*What you should do*
Please set the lines down again exactly, from the top of the entries through the line that contains "fn roundtrip(frame: Frame)".

*Given records*
//! Integration tests for the pipe-core frame codec.
//!
//! These go through the crate-root re-exports, the same way the broker
//! uses the codec, and check the properties the frontend relies on.

use pipe_core::{
    decode_frame, encode_frame,
    protocol::frame::{CONNECT_FRAME_SIZE, MAX_FRAME_SIZE, PSK_LEN},
    Bssid, ConnectRequest, ControlCode, Frame, ProtocolError, Psk, StatusCode,
};

fn roundtrip(frame: Frame) -> Frame {
    let bytes = encode_frame(&frame).expect("encode must succeed");
    assert_eq!(
        bytes.len(),
        frame.control_code().frame_size(),
        "encoded length must equal the fixed frame size"
    );
    decode_frame(&bytes).expect("decode must succeed")
}

#[test]
fn test_roundtrip_sync() {
    assert_eq!(roundtrip(Frame::Sync), Frame::Sync);
}

#[test]
fn test_roundtrip_quit_and_unbind() {
    assert_eq!(roundtrip(Frame::Quit), Frame::Quit);
    assert_eq!(roundtrip(Frame::Unbind), Frame::Unbind);
}

#[test]
fn test_roundtrip_status_both_codes() {
    for code in [StatusCode::Success, StatusCode::GenericError] {
        assert_eq!(roundtrip(Frame::Status(code)), Frame::Status(code));
    }
}

#[test]
fn test_roundtrip_connect_with_unicode_ssid() {
    let original = Frame::Connect(ConnectRequest {
        ssid: "WiiU-éç".to_string(),
        bssid: Bssid([0xDE, 0xAD, 0xBE, 0xEF, 0x00, 0x01]),
        psk: Psk([7; PSK_LEN]),
    });
    assert_eq!(roundtrip(original.clone()), original);
}

#[test]
fn test_sync_scenario_byte_is_0x01() {
    assert_eq!(decode_frame(&[0x01]).unwrap(), Frame::Sync);
    assert_eq!(ControlCode::Sync as u8, 0x01);
}

#[test]
fn test_every_short_prefix_of_a_full_size_buffer_is_handled() {
    // No input up to the largest frame may panic; short ones must error.
    let bytes = [0x02u8; MAX_FRAME_SIZE];
    for len in 0..CONNECT_FRAME_SIZE {
        assert!(matches!(
            decode_frame(&bytes[..len]),
            Err(ProtocolError::InsufficientData { .. })
        ));
    }
}

#[test]
fn test_arbitrary_first_bytes_never_panic() {
    for code in 0u8..=255 {
        let _ = decode_frame(&[code]);
        let _ = decode_frame(&[code; MAX_FRAME_SIZE]);
    }
}
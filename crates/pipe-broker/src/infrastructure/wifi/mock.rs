//! Mock Wi-Fi capability for tests and hardware-free runs.
//!
//! # Why a mock Wi-Fi backend?
//!
//! The real backend changes the machine's wireless connection, needs a Wii U
//! in range, and usually needs root.  `MockWifi` replaces all of that with
//! in-memory recording: every call is pushed onto a `Mutex<Vec<WifiCall>>`
//! so assertions can check exactly what the broker asked for and in which
//! order.
//!
//! It is also selectable at runtime (`--wifi-backend mock`) so a frontend
//! can be developed against the broker without a console.
//!
//! # Usage in tests
//!
//! ```ignore
//! let wifi = Arc::new(MockWifi::new().with_target("WiiU1234"));
//! let mut broker = Broker::new(wifi.clone(), Duration::from_secs(3));
//!
//! broker.handle_frame(Frame::Unbind);
//! assert_eq!(wifi.count(|c| matches!(c, WifiCall::Disassociate)), 1);
//! ```

use std::net::{IpAddr, Ipv4Addr};
use std::sync::{
    atomic::{AtomicBool, AtomicUsize, Ordering},
    Arc, Barrier, Mutex,
};
use std::time::Duration;

use pipe_core::ConnectRequest;

use crate::application::wifi::{WifiCapability, WifiError};

/// SSID the mock "finds" unless configured otherwise.
pub const DEFAULT_MOCK_TARGET: &str = "WiiU0000mock";

/// Address reported while the mock is associated.
const MOCK_ADDRESS: IpAddr = IpAddr::V4(Ipv4Addr::new(192, 168, 1, 11));

/// One recorded call on [`MockWifi`].
#[derive(Debug, Clone, PartialEq, Eq)]
pub enum WifiCall {
    Init(Option<String>),
    Scan(Duration),
    Associate(ConnectRequest),
    ConfigureNetwork,
    Disassociate,
    Cleanup,
}

/// A Wi-Fi capability that records calls instead of touching hardware.
pub struct MockWifi {
    calls: Mutex<Vec<WifiCall>>,
    connected: AtomicBool,
    target: Option<String>,
    association_delay: Duration,
    ssid_delays: Vec<(String, Duration)>,
    association_gate: Option<Arc<Barrier>>,
    in_flight: AtomicUsize,
    peak_in_flight: AtomicUsize,
    fail_init: bool,
    fail_association: bool,
    fail_disassociate: bool,
}

impl Default for MockWifi {
    fn default() -> Self {
        Self {
            calls: Mutex::new(Vec::new()),
            connected: AtomicBool::new(false),
            target: Some(DEFAULT_MOCK_TARGET.to_string()),
            association_delay: Duration::ZERO,
            ssid_delays: Vec::new(),
            association_gate: None,
            in_flight: AtomicUsize::new(0),
            peak_in_flight: AtomicUsize::new(0),
            fail_init: false,
            fail_association: false,
            fail_disassociate: false,
        }
    }
}

impl MockWifi {
    /// A mock that finds [`DEFAULT_MOCK_TARGET`] and whose calls all succeed.
    pub fn new() -> Self {
        Self::default()
    }

    /// Scans report `ssid`.
    pub fn with_target(mut self, ssid: &str) -> Self {
        self.target = Some(ssid.to_string());
        self
    }

    /// Scans find nothing.
    pub fn without_target(mut self) -> Self {
        self.target = None;
        self
    }

    /// `associate` sleeps this long before returning.
    pub fn with_association_delay(mut self, delay: Duration) -> Self {
        self.association_delay = delay;
        self
    }

    /// `associate` sleeps `delay` instead when asked for `ssid`.
    pub fn with_ssid_delay(mut self, ssid: &str, delay: Duration) -> Self {
        self.ssid_delays.push((ssid.to_string(), delay));
        self
    }

    /// `associate` waits on `gate` twice: once on entry and once before
    /// returning.  The other party can act between the two waits while the
    /// call is known to be in flight.
    pub fn with_association_gate(mut self, gate: Arc<Barrier>) -> Self {
        self.association_gate = Some(gate);
        self
    }

    pub fn failing_init(mut self) -> Self {
        self.fail_init = true;
        self
    }

    pub fn failing_association(mut self) -> Self {
        self.fail_association = true;
        self
    }

    pub fn failing_disassociate(mut self) -> Self {
        self.fail_disassociate = true;
        self
    }

    /// Snapshot of every call recorded so far.
    pub fn calls(&self) -> Vec<WifiCall> {
        self.calls.lock().unwrap().clone()
    }

    /// Number of recorded calls matching `pred`.
    pub fn count(&self, pred: impl Fn(&WifiCall) -> bool) -> usize {
        self.calls.lock().unwrap().iter().filter(|c| pred(c)).count()
    }

    /// Most `associate` calls ever observed running at the same time.
    pub fn peak_concurrent_associations(&self) -> usize {
        self.peak_in_flight.load(Ordering::SeqCst)
    }

    fn association_delay_for(&self, ssid: &str) -> Duration {
        self.ssid_delays
            .iter()
            .find(|(s, _)| s == ssid)
            .map_or(self.association_delay, |(_, d)| *d)
    }

    fn record(&self, call: WifiCall) {
        self.calls.lock().unwrap().push(call);
    }
}

impl WifiCapability for MockWifi {
    fn init(&self, interface: Option<&str>) -> Result<(), WifiError> {
        self.record(WifiCall::Init(interface.map(str::to_string)));
        if self.fail_init {
            return Err(WifiError::InterfaceNotFound(
                interface.unwrap_or("default").to_string(),
            ));
        }
        Ok(())
    }

    fn scan_for_target(&self, timeout: Duration) -> Result<String, WifiError> {
        self.record(WifiCall::Scan(timeout));
        self.target.clone().ok_or(WifiError::TargetNotFound(timeout))
    }

    fn associate(&self, request: &ConnectRequest) -> Result<(), WifiError> {
        self.record(WifiCall::Associate(request.clone()));
        let now = self.in_flight.fetch_add(1, Ordering::SeqCst) + 1;
        self.peak_in_flight.fetch_max(now, Ordering::SeqCst);

        if let Some(gate) = &self.association_gate {
            gate.wait();
            gate.wait();
        }
        let delay = self.association_delay_for(&request.ssid);
        if !delay.is_zero() {
            std::thread::sleep(delay);
        }
        self.in_flight.fetch_sub(1, Ordering::SeqCst);

        if self.fail_association {
            return Err(WifiError::AssociationFailed {
                ssid: request.ssid.clone(),
                reason: "mock failure".into(),
            });
        }
        self.connected.store(true, Ordering::Relaxed);
        Ok(())
    }

    fn configure_network(&self) -> Result<(), WifiError> {
        self.record(WifiCall::ConfigureNetwork);
        Ok(())
    }

    fn disassociate(&self) -> Result<(), WifiError> {
        self.record(WifiCall::Disassociate);
        if self.fail_disassociate {
            return Err(WifiError::Platform("mock failure".into()));
        }
        self.connected.store(false, Ordering::Relaxed);
        Ok(())
    }

    fn is_connected(&self) -> bool {
        self.connected.load(Ordering::Relaxed)
    }

    fn current_ip_address(&self) -> Option<IpAddr> {
        self.is_connected().then_some(MOCK_ADDRESS)
    }

    fn cleanup(&self) {
        self.record(WifiCall::Cleanup);
        self.connected.store(false, Ordering::Relaxed);
    }
}
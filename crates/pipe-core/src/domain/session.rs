//! Session lifecycle states.
//!
//! The broker holds exactly one session.  It starts `Idle`, may pass through
//! `Syncing` while a scan runs, enters `Connecting` on CONNECT, reaches
//! `Bound` once association completes, and ends in `ShuttingDown`.

use std::fmt;

/// Current state of the broker's single session.
#[derive(Debug, Clone, Copy, PartialEq, Eq, Default)]
pub enum SessionState {
    /// No link, no pending work.
    #[default]
    Idle,
    /// A scan for the console is running.
    Syncing,
    /// CONNECT was acknowledged; association is in progress.
    Connecting,
    /// Associated with the console.
    Bound,
    /// QUIT received; the loop exits after the current iteration.
    ShuttingDown,
}

impl SessionState {
    /// Returns `true` once no further transitions are possible.
    pub fn is_terminal(self) -> bool {
        matches!(self, SessionState::ShuttingDown)
    }
}

impl fmt::Display for SessionState {
    fn fmt(&self, f: &mut fmt::Formatter<'_>) -> fmt::Result {
        let name = match self {
            SessionState::Idle => "idle",
            SessionState::Syncing => "syncing",
            SessionState::Connecting => "connecting",
            SessionState::Bound => "bound",
            SessionState::ShuttingDown => "shutting-down",
        };
        f.write_str(name)
    }
}

#[cfg(test)]
mod tests {
    use super::*;

    #[test]
    fn test_default_state_is_idle() {
        assert_eq!(SessionState::default(), SessionState::Idle);
    }

    #[test]
    fn test_only_shutting_down_is_terminal() {
        assert!(SessionState::ShuttingDown.is_terminal());
        for state in [
            SessionState::Idle,
            SessionState::Syncing,
            SessionState::Connecting,
            SessionState::Bound,
        ] {
            assert!(!state.is_terminal(), "{state} must not be terminal");
        }
    }

    #[test]
    fn test_display_names() {
        assert_eq!(SessionState::ShuttingDown.to_string(), "shutting-down");
        assert_eq!(SessionState::Bound.to_string(), "bound");
    }
}
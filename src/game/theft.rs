use super::*;
use rand::Rng;

impl Match {
    /// One theft tick. Returns false once the match is no longer active,
    /// which stops the ticker.
    pub(crate) async fn steal(&self) -> bool {
        let mut state = self.state.write().await;
        if state.phase != Phase::Active {
            return false;
        }
        if let Some(transaction) = state.steal(self.config.theft_percentage) {
            state.transact(transaction);
        }
        true
    }
}

impl State {
    /// Takes a percentage of every balance and splits the haul evenly.
    /// The indivisible remainder goes to one random player, so the bank
    /// never takes part and the total stays put.
    fn steal(&mut self, percentage: Percent) -> Option<Transaction> {
        let count = self.players.len();
        if count == 0 {
            return None;
        }
        let stolen = self
            .players
            .iter_mut()
            .map(|p| {
                let cut = p.points().saturating_mul(percentage) / 100;
                p.spend(cut)
            })
            .sum::<Points>();
        if stolen == 0 {
            return None;
        }
        let share = stolen / count as Points;
        let remainder = stolen % count as Points;
        self.players.iter_mut().for_each(|p| p.earn(share));
        let index = self.rng.random_range(0..count);
        let lucky = &mut self.players[index];
        lucky.earn(remainder);
        Some(Transaction::Theft {
            stolen,
            share,
            lucky: lucky.id(),
            remainder,
        })
    }
}
//! Session Server Binary
//!
//! Serves the lobby, per-match actions and live WebSocket feeds.
//! Binds to `--bind` or `BIND_ADDR`.

use bankgame::*;
use clap::Parser;

#[tokio::main]
async fn main() -> anyhow::Result<()> {
    log()?;
    hosting::Server::run(Args::parse()).await
}
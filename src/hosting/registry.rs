use crate::game::*;
use crate::schedule;
use crate::*;
use rand::SeedableRng;
use rand::rngs::SmallRng;
use serde::Serialize;
use std::collections::HashMap;
use std::sync::Arc;
use std::sync::atomic::AtomicU64;
use std::sync::atomic::Ordering;
use tokio::sync::RwLock;
use tokio::sync::mpsc::UnboundedReceiver;
use tokio::sync::mpsc::unbounded_channel;

/// The match taking new players and the matches being played.
struct Lobby {
    waiting: Arc<Match>,
    active: HashMap<ID<Match>, Arc<Match>>,
}

/// Tracks every live match and moves them through their lifecycle.
///
/// Lock order is registry first, match second. Per-match actions resolve
/// their match under the registry read lock, release it, then lock the match.
/// Only `start` and the finish callback hold both, because they move a match
/// between the waiting slot and the active set.
pub struct Registry {
    config: MatchConfig,
    quizmaster: Arc<dyn Quizmaster>,
    seed: Option<u64>,
    count: AtomicU64,
    lobby: RwLock<Lobby>,
}

/// Everything a client needs to draw the lobby right after joining.
#[derive(Debug, Clone, Serialize)]
pub struct Admission {
    pub player: ID<Player>,
    pub game: ID<Match>,
    pub roster: Roster,
    pub config: MatchConfig,
}

impl Default for Registry {
    fn default() -> Self {
        Self::new(MatchConfig::default(), Arc::new(Arithmetic), None)
    }
}

impl Registry {
    /// A seed makes lotteries, thefts and questions reproducible.
    pub fn new(config: MatchConfig, quizmaster: Arc<dyn Quizmaster>, seed: Option<u64>) -> Self {
        let waiting = Arc::new(Match::new(config, quizmaster.clone(), rng(seed, 0)));
        log::debug!("[registry] match {} is waiting", waiting.id());
        Self {
            config,
            quizmaster,
            seed,
            count: AtomicU64::new(1),
            lobby: RwLock::new(Lobby {
                waiting,
                active: HashMap::new(),
            }),
        }
    }
    fn create(&self) -> Arc<Match> {
        let n = self.count.fetch_add(1, Ordering::Relaxed);
        Arc::new(Match::new(
            self.config,
            self.quizmaster.clone(),
            rng(self.seed, n),
        ))
    }
    pub async fn waiting(&self) -> ID<Match> {
        self.lobby.read().await.waiting.id()
    }
    /// Number of matches currently being played.
    pub async fn active(&self) -> usize {
        self.lobby.read().await.active.len()
    }
    /// Looks up a match being played. The waiting match is not found here.
    pub async fn resolve(&self, id: ID<Match>) -> Option<Arc<Match>> {
        self.lobby.read().await.active.get(&id).cloned()
    }
    async fn playing(&self, id: ID<Match>) -> Result<Arc<Match>, Invalid> {
        self.resolve(id).await.ok_or(Invalid::Inactive(id))
    }
}

impl Registry {
    /// Seats a new player in whichever match is waiting.
    /// The read lock keeps a concurrent start from swapping the match out
    /// between the join and the snapshot.
    pub async fn join(&self, username: String) -> Result<Admission, Invalid> {
        let lobby = self.lobby.read().await;
        let (player, roster) = lobby.waiting.join(username).await?;
        Ok(Admission {
            player,
            game: lobby.waiting.id(),
            roster,
            config: self.config,
        })
    }
    /// Removes a player from the waiting match. Active matches cannot be left.
    pub async fn leave(&self, game: ID<Match>, player: ID<Player>) -> Result<(), Invalid> {
        let lobby = self.lobby.read().await;
        if lobby.waiting.id() != game {
            return Err(Invalid::NotWaiting(game));
        }
        lobby.waiting.leave(player).await.map(|_| ())
    }
    /// Starts the waiting match and opens a fresh one in its place.
    /// Starting anything but the waiting match is a harmless no-op: slow
    /// clients racing each other to the start button are expected.
    pub async fn start(self: &Arc<Self>, id: ID<Match>) -> bool {
        let game = {
            let mut lobby = self.lobby.write().await;
            if lobby.waiting.id() != id {
                log::warn!(
                    "[registry] ignoring start of {}, waiting match is {}",
                    id,
                    lobby.waiting.id()
                );
                return false;
            }
            let fresh = self.create();
            let game = std::mem::replace(&mut lobby.waiting, fresh);
            game.start().await;
            lobby.active.insert(id, game.clone());
            log::info!("[registry] match {} is waiting", lobby.waiting.id());
            game
        };
        if self.config.duration == 0 {
            log::warn!("[registry] match {} has no duration, finishing now", id);
            self.finish(id).await;
            return true;
        }
        let registry = Arc::clone(self);
        schedule::after(self.config.duration(), async move {
            registry.finish(id).await;
        });
        if let Some(period) = self.config.theft_time() {
            schedule::every(period, move || {
                let game = game.clone();
                async move { game.steal().await }
            });
        }
        true
    }
    /// Finish callback: drops the match from the active set before finishing
    /// it, so nobody can resolve a match that is on its way out.
    pub async fn finish(&self, id: ID<Match>) -> bool {
        let mut lobby = self.lobby.write().await;
        match lobby.active.remove(&id) {
            Some(game) => game.finish().await,
            None => {
                log::debug!("[registry] match {} already gone", id);
                false
            }
        }
    }
    /// Finishes every active match so their streams close.
    pub async fn shutdown(&self) -> usize {
        let mut lobby = self.lobby.write().await;
        let mut finished = 0;
        for (_, game) in lobby.active.drain() {
            if game.finish().await {
                finished += 1;
            }
        }
        finished
    }
    /// Opens a live feed for a player of the waiting or an active match.
    /// The registry lock is released before the match is touched.
    pub async fn stream(
        &self,
        game: ID<Match>,
        player: ID<Player>,
    ) -> Result<UnboundedReceiver<Event>, Invalid> {
        let found = {
            let lobby = self.lobby.read().await;
            match lobby.waiting.id() == game {
                true => Some(lobby.waiting.clone()),
                false => lobby.active.get(&game).cloned(),
            }
        };
        let found = found.ok_or(Invalid::Missing(game))?;
        let (tx, rx) = unbounded_channel();
        found.set_player_stream(player, tx).await?;
        log::debug!("[registry] {} streaming match {}", player, game);
        Ok(rx)
    }
}

impl Registry {
    pub async fn credit(
        &self,
        game: ID<Match>,
        player: ID<Player>,
        value: Points,
    ) -> Result<Verdict, Invalid> {
        self.playing(game).await?.credit(player, value).await
    }
    pub async fn deposit(
        &self,
        game: ID<Match>,
        player: ID<Player>,
        value: Points,
    ) -> Result<Verdict, Invalid> {
        self.playing(game).await?.deposit(player, value).await
    }
    pub async fn lottery(
        &self,
        game: ID<Match>,
        player: ID<Player>,
        index: i64,
    ) -> Result<Draw, Invalid> {
        crate::game::cell(index)?;
        self.playing(game).await?.lottery(player, index).await
    }
    pub async fn generate_question(
        &self,
        game: ID<Match>,
        player: ID<Player>,
        bid: Points,
    ) -> Result<Prompt, Invalid> {
        self.playing(game).await?.generate_question(player, bid).await
    }
    pub async fn answer_question(
        &self,
        game: ID<Match>,
        player: ID<Player>,
        question: ID<Question>,
        index: i64,
    ) -> Result<Outcome, Invalid> {
        crate::game::answer(index)?;
        self.playing(game)
            .await?
            .answer_question(player, question, index)
            .await
    }
}

fn rng(seed: Option<u64>, n: u64) -> SmallRng {
    match seed {
        Some(seed) => SmallRng::seed_from_u64(seed.wrapping_add(n)),
        None => SmallRng::from_os_rng(),
    }
}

*Output of the task*
//! Integration tests for the pipe-core frame codec.
//!
//! These go through the crate-root re-exports, the same way the broker
//! uses the codec, and check the properties the frontend relies on.

use pipe_core::{
    decode_frame, encode_frame,
    protocol::frame::{CONNECT_FRAME_SIZE, MAX_FRAME_SIZE, PSK_LEN},
    Bssid, ConnectRequest, ControlCode, Frame, ProtocolError, Psk, StatusCode,
};

fn roundtrip(frame: Frame) -> Frame {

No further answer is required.